HENDERSONVILLE, Tennessee, and NEW YORK—A majority of hotel lenders expressed a cautious outlook for the hotel lending environment in 2017, according to the year-end release of the 2016 Hotel Lender Survey.
The fourth-annual survey, conducted by STR, Hotel News Now and RobertDouglas, includes responses from more than 40 senior balance sheet lenders, senior CMBS/conduit lenders and providers of subordinate debt financing. Together, the participating lenders represent the source of the majority of all hotel debt originating in the U.S. in 2016, with loan balances in excess of US$10 million.
“Over the four years we have surveyed lenders, there has been a clear sentiment shift in their views of the industry from confident to cautious,” said Stephen Hennis, STR’s VP of consulting and analytics. “Most lenders believe that asset values have peaked and are concerned about the economic outlook.”
Key findings from the survey include:
- None of the surveyed lenders believe hotel values will increase significantly in the next 12 months.
- 54% of respondents predicted that hotel values will be flat in the next 12 months, and 41% of respondents anticipate values to decrease in the next 12 months.
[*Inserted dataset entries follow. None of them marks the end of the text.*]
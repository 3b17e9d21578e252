mod dto;
pub mod handlers;
pub mod repo;
pub mod repo_types;
pub mod services;

use crate::state::AppState;
use axum::Router;

pub fn router() -> Router<AppState> {
    handlers::meal_routes()
}
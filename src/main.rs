mod app;
mod catalog;
mod config;
mod error;
mod ident;
mod meals;
mod nutrition;
mod profile;
mod state;

#[tokio::main]
async fn main() -> anyhow::Result<()> {
    dotenvy::dotenv().ok();

    let env_filter = std::env::var("RUST_LOG")
        .unwrap_or_else(|_| "nutriplan=debug,axum=info,tower_http=info".to_string());
    let json_logs = std::env::var("LOG_FORMAT")
        .map(|v| v == "json")
        .unwrap_or(false);

    if json_logs {
        tracing_subscriber::fmt()
            .with_env_filter(env_filter)
            .with_target(false)
            .json()
            .init();
    } else {
        tracing_subscriber::fmt().with_env_filter(env_filter).init();
    }

    let app_state = state::AppState::init().await?;

    if let Err(e) = sqlx::migrate!("./migrations").run(&app_state.db).await {
        tracing::warn!(error = %e, "migrations folder not found or migration failed; continuing");
    }

    let app = app::build_app(app_state);
    app::serve(app).await
}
- 59% of lender respondents expect the overall hotel lending volume of the next 12 months to remain consistent with the previous 12 months.
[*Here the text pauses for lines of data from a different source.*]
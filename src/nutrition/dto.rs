use serde::{Deserialize, Serialize};

use crate::nutrition::aggregate::DailyTotals;
use crate::nutrition::repo::NutritionLog;
use crate::nutrition::score::Badge;
use crate::nutrition::targets::MacroTargets;

/// Computed targets for the caller's profile.
#[derive(Debug, Serialize)]
pub struct TargetsResponse {
    pub daily_calories: i32,
    pub calories_per_meal: i32,
    pub daily_macros: MacroTargets,
    pub per_meal_macros: MacroTargets,
}

#[derive(Debug, Deserialize)]
pub struct SummaryParams {
    #[serde(default = "default_window_days")]
    pub days: u32,
}

fn default_window_days() -> u32 {
    7
}

/// One charted day: totals plus its adherence score.
#[derive(Debug, Serialize)]
pub struct DaySummary {
    pub date: String,
    pub calories: f64,
    pub protein_g: f64,
    pub fat_g: f64,
    pub carbs_g: f64,
    pub meal_count: u32,
    pub score: u8,
    pub badge: Badge,
}

impl DaySummary {
    pub fn from_totals(totals: &DailyTotals, score: u8) -> Self {
        Self {
            date: totals.date.to_string(),
            calories: totals.calories,
            protein_g: totals.protein_g,
            fat_g: totals.fat_g,
            carbs_g: totals.carbs_g,
            meal_count: totals.meal_count,
            score,
            badge: Badge::for_score(score),
        }
    }
}

#[derive(Debug, Serialize)]
pub struct SummaryResponse {
    pub target_calories: i32,
    pub days: Vec<DaySummary>,
}

#[derive(Debug, Deserialize)]
pub struct LogParams {
    #[serde(default = "default_log_limit")]
    pub limit: i64,
}

fn default_log_limit() -> i64 {
    30
}

/// Persisted snapshot as written at validation time.
#[derive(Debug, Serialize)]
pub struct LogEntry {
    pub day: String,
    pub calories: f64,
    pub protein_g: f64,
    pub fat_g: f64,
    pub carbs_g: f64,
    pub meals_completed: i32,
    pub target_calories: Option<i32>,
}

impl From<NutritionLog> for LogEntry {
    fn from(row: NutritionLog) -> Self {
        Self {
            day: row.day.to_string(),
            calories: row.calories,
            protein_g: row.protein_g,
            fat_g: row.fat_g,
            carbs_g: row.carbs_g,
            meals_completed: row.meals_completed,
            target_calories: row.target_calories,
        }
    }
}

#[cfg(test)]
mod tests {
    use super::*;
    use time::macros::date;

    #[test]
    fn day_summary_serializes_iso_date_and_badge_label() {
        let totals = DailyTotals {
            date: date!(2026 - 08 - 06),
            calories: 1800.0,
            protein_g: 120.0,
            fat_g: 55.0,
            carbs_g: 210.0,
            meal_count: 3,
        };
        let summary = DaySummary::from_totals(&totals, 90);
        let json = serde_json::to_string(&summary).expect("serialize");
        assert!(json.contains("\"2026-08-06\""));
        assert!(json.contains("\"Excellent\""));
    }

    #[test]
    fn summary_params_default_to_a_week() {
        let params: SummaryParams = serde_json::from_str("{}").expect("deserialize");
        assert_eq!(params.days, 7);
    }
}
- More than two-thirds of lenders expect senior mortgage credit spreads to widen in 2017.
- Exactly half of the surveyed lenders indicated that location and quality of real estate is the single most important “gating” criteria for financing requests.
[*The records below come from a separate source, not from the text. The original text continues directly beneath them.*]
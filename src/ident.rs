use axum::{
    async_trait,
    extract::FromRequestParts,
    http::{request::Parts, StatusCode},
};
use tracing::warn;
use uuid::Uuid;

/// Caller identity taken from the `X-User-Id` header. Authentication happens
/// upstream; this only refuses requests that arrive without an identity.
#[derive(Debug)]
pub struct UserId(pub Uuid);

const USER_ID_HEADER: &str = "x-user-id";

#[async_trait]
impl<S> FromRequestParts<S> for UserId
where
    S: Send + Sync,
{
    type Rejection = (StatusCode, String);

    async fn from_request_parts(parts: &mut Parts, _state: &S) -> Result<Self, Self::Rejection> {
        let raw = parts
            .headers
            .get(USER_ID_HEADER)
            .and_then(|v| v.to_str().ok())
            .ok_or((
                StatusCode::UNAUTHORIZED,
                "Missing X-User-Id header".to_string(),
            ))?;

        let user_id = Uuid::parse_str(raw).map_err(|_| {
            warn!(raw, "malformed X-User-Id header");
            (
                StatusCode::UNAUTHORIZED,
                "Invalid X-User-Id header".to_string(),
            )
        })?;

        Ok(UserId(user_id))
    }
}

#[cfg(test)]
mod tests {
    use super::*;
    use axum::http::Request;

    fn parts_with_header(value: Option<&str>) -> Parts {
        let mut builder = Request::builder().uri("/");
        if let Some(v) = value {
            builder = builder.header(USER_ID_HEADER, v);
        }
        builder.body(()).expect("request").into_parts().0
    }

    #[tokio::test]
    async fn extracts_a_valid_uuid() {
        let id = Uuid::new_v4();
        let mut parts = parts_with_header(Some(&id.to_string()));
        let UserId(extracted) = UserId::from_request_parts(&mut parts, &())
            .await
            .expect("extract");
        assert_eq!(extracted, id);
    }

    #[tokio::test]
    async fn missing_header_is_unauthorized() {
        let mut parts = parts_with_header(None);
        let err = UserId::from_request_parts(&mut parts, &())
            .await
            .unwrap_err();
        assert_eq!(err.0, StatusCode::UNAUTHORIZED);
    }

    #[tokio::test]
    async fn malformed_header_is_unauthorized() {
        let mut parts = parts_with_header(Some("not-a-uuid"));
        let err = UserId::from_request_parts(&mut parts, &())
            .await
            .unwrap_err();
        assert_eq!(err.0, StatusCode::UNAUTHORIZED);
    }
}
- For the third consecutive year, lender respondents cited the potential for a slowdown and/or faltering general macroeconomic recovery as the most feared threat to their hotel loan portfolio.
- Urban areas continue to be viewed as the least risky to provide financing for hotels.
- Economy, Independent and Luxury products are considered to carry the most financing risk.
- Senior lenders require, on average, a minimum debt yield of 10.0% on underwritten cash flow for an existing hotel.
- Among property classes, Economy receives the least amount of interest from lenders who provide construction financing.
- While less than one-third of all lenders surveyed will consider any kind of construction financing, among those that will finance construction, no lender indicated that they would accept less than 50% repayment recourse.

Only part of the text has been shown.